About this item
Highlights
- Pretty for a Crippled Girl is an uncensored, honest, at times painfully raw, and yet, funny and entertaining memoir by Teri Siri who lives with Cerebral Palsy (CP).
- Author(s): Teri Siri
- 184 Pages
- Biography + Autobiography, People with Disabilities
Description
Book Synopsis
Pretty for a Crippled Girl is an uncensored, honest, at times painfully raw, and yet, funny and entertaining memoir by Teri Siri who lives with Cerebral Palsy (CP). The doctors advised her parents to institutionalize Teri as a baby because she would most likely be a "vegetable." Fortunately, the family didn't listen to the experts!
Instead, Teri Siri grew up with her twin, Traci, and her older sister Tami, attended school, and went on to live a full active life as an independent woman of independent means who lives life on her own terms. She achieved financial independence through meaningful, challenging work, and has had a love life filled with good sex, heartbreak, marriage, divorce, and now, a long-term loving partnership that includes long motorcycle trips and sailing. Along the way, Teri has traveled internationally multiple times, skydived, bungy jumped, and successfully tried just about anything she was told she couldn't do because of her physical challenges.

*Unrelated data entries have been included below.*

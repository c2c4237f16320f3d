use serde::{Deserialize, Serialize};
use ts_rs::TS;
use uuid::Uuid;

use crate::{GameStatus, GuessRecord};

#[derive(Debug, Clone, Default, Serialize, Deserialize, TS)]
#[ts(export)]
pub struct NewGameRequest {
    /// Player to credit statistics to; anonymous sessions skip stats.
    pub player_id: Option<Uuid>,
}

#[derive(Debug, Clone, Serialize, Deserialize, TS)]
#[ts(export)]
pub struct NewGameResponse {
    pub session_id: Uuid,
    pub word_length: u32,
    pub max_guesses: u32,
}

#[derive(Debug, Clone, Serialize, Deserialize, TS)]
#[ts(export)]
pub struct GuessRequest {
    pub session_id: Uuid,
    pub guess: String,
}

/// Flat response body for a guess submission. Rejections carry only a
/// message; accepted guesses carry the score, and terminal ones also
/// reveal the target word.
#[derive(Debug, Clone, Serialize, Deserialize, TS)]
#[ts(export)]
pub struct GuessResponse {
    pub valid: bool,
    #[serde(skip_serializing_if = "Option::is_none")]
    pub message: Option<String>,
    #[serde(skip_serializing_if = "Option::is_none")]
    pub correct_position: Option<u32>,
    #[serde(skip_serializing_if = "Option::is_none")]
    pub correct_letter: Option<u32>,
    #[serde(skip_serializing_if = "Option::is_none")]
    pub status: Option<GameStatus>,
    #[serde(skip_serializing_if = "Option::is_none")]
    pub guess_number: Option<u32>,
    #[serde(skip_serializing_if = "Option::is_none")]
    pub target_word: Option<String>,
    #[serde(skip_serializing_if = "Option::is_none")]
    pub win_message: Option<String>,
}

impl GuessResponse {
    pub fn rejected(message: impl Into<String>) -> Self {
        Self {
            valid: false,
            message: Some(message.into()),
            correct_position: None,
            correct_letter: None,
            status: None,
            guess_number: None,
            target_word: None,
            win_message: None,
        }
    }

    pub fn accepted(
        record: &GuessRecord,
        status: GameStatus,
        target_word: Option<String>,
        win_message: Option<String>,
    ) -> Self {
        Self {
            valid: true,
            message: None,
            correct_position: Some(record.score.correct_position),
            correct_letter: Some(record.score.correct_letter),
            status: Some(status),
            guess_number: Some(record.guess_number),
            target_word,
            win_message,
        }
    }
}
pub mod connection;
pub mod entities;
pub mod repositories;
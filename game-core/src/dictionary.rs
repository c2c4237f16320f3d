use std::collections::HashSet;
use std::path::Path;

use anyhow::{Context, Result, anyhow};
use rand::Rng;
use tracing::info;

use game_types::{ValidationError, Word};

pub const DEFAULT_WORD_LENGTH: usize = 4;

/// The fixed set of playable words, all of one length, each with no
/// repeated letter. Serves both as the target pool and as the
/// membership list for guess validation.
pub struct Dictionary {
    words: Vec<Word>,
    index: HashSet<String>,
    word_length: usize,
}

impl Dictionary {
    /// Build a dictionary from a newline-separated word list.
    ///
    /// Blank lines and `#` comments are skipped; entries that are not
    /// plain letters of the right length, or that repeat a letter, are
    /// dropped rather than rejected.
    pub fn from_word_list(word_list: &str, word_length: usize) -> Self {
        let mut words = Vec::new();
        let mut index = HashSet::new();

        for line in word_list.lines() {
            let entry = line.trim();
            if entry.is_empty() || entry.starts_with('#') {
                continue;
            }
            let entry = entry.to_uppercase();
            if !Self::is_playable(&entry, word_length) {
                continue;
            }
            if index.insert(entry.clone()) {
                words.push(Word::new(entry));
            }
        }

        Self {
            words,
            index,
            word_length,
        }
    }

    pub fn from_file(path: impl AsRef<Path>, word_length: usize) -> Result<Self> {
        let path = path.as_ref();
        let contents = std::fs::read_to_string(path)
            .with_context(|| format!("Failed to read word list from {}", path.display()))?;

        let dictionary = Self::from_word_list(&contents, word_length);
        if dictionary.is_empty() {
            return Err(anyhow!(
                "Word list {} contains no playable {}-letter words",
                path.display(),
                word_length
            ));
        }

        info!(
            "Loaded {} playable {}-letter words from {}",
            dictionary.len(),
            word_length,
            path.display()
        );
        Ok(dictionary)
    }

    // Cows-and-Bulls dictionary rule: letters only, exact length,
    // every letter distinct.
    fn is_playable(entry: &str, word_length: usize) -> bool {
        entry.len() == word_length
            && entry.chars().all(|c| c.is_ascii_alphabetic())
            && has_unique_letters(entry)
    }

    pub fn word_length(&self) -> usize {
        self.word_length
    }

    pub fn len(&self) -> usize {
        self.words.len()
    }

    pub fn is_empty(&self) -> bool {
        self.words.is_empty()
    }

    pub fn contains(&self, word: &str) -> bool {
        self.index.contains(&word.trim().to_uppercase())
    }

    /// Draw a target word uniformly at random.
    pub fn draw(&self, rng: &mut impl Rng) -> Result<Word> {
        if self.words.is_empty() {
            return Err(anyhow!(
                "No words available of length {}",
                self.word_length
            ));
        }
        let index = rng.random_range(0..self.words.len());
        Ok(self.words[index].clone())
    }

    /// Check a raw guess against the shape and membership rules, in
    /// order, stopping at the first failure. Input is case-normalized
    /// before the letter checks.
    pub fn validate_guess(&self, raw: &str) -> Result<Word, ValidationError> {
        let raw = raw.trim();

        let length = raw.chars().count();
        if length != self.word_length {
            return Err(ValidationError::InvalidLength {
                expected: self.word_length as u32,
                actual: length as u32,
            });
        }

        if let Some(found) = raw.chars().find(|c| !c.is_ascii_alphabetic()) {
            return Err(ValidationError::InvalidCharacter { found });
        }

        let normalized = raw.to_uppercase();

        let mut seen = HashSet::new();
        for letter in normalized.chars() {
            if !seen.insert(letter) {
                return Err(ValidationError::RepeatingLetter { letter });
            }
        }

        if !self.index.contains(&normalized) {
            return Err(ValidationError::NotInDictionary { word: normalized });
        }

        Ok(Word::new(normalized))
    }
}

pub fn has_unique_letters(word: &str) -> bool {
    let mut seen = HashSet::new();
    word.chars().all(|c| seen.insert(c))
}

Teri is not afraid to write about the tremendous prejudice she has faced as a person with physical challenges. She describes the constant stupid comments, jokes, questions, and downright hurtful things people have said and done because she has CP. Thus, the title of her memoir. People have actually said this directly to Teri as well as behind her back when she has been in earshot: "She's pretty for a crippled girl."
Teri doesn't tell these stories as a victim or a whiner, but rather as someone who wants the world to understand the constant barrage of demeaning and dismissive comments and behavior that people with physical or emotional differences face on a daily basis with an uniformed public.
One of Teri's favorite words is "fuck." She embraces this word in all its grammatical forms and in all the places and circumstances where Teri sees fuck as the absolutely most appropriate expression of her sentiments. Teri's memoir is an excellent read for anyone facing the challenges of physical or emotional differences in a rigid and judgmental world. This book will be of interest to family members, medical providers, and the world at large who want to understand what it might be like for a person facing physical or emotional disabilities.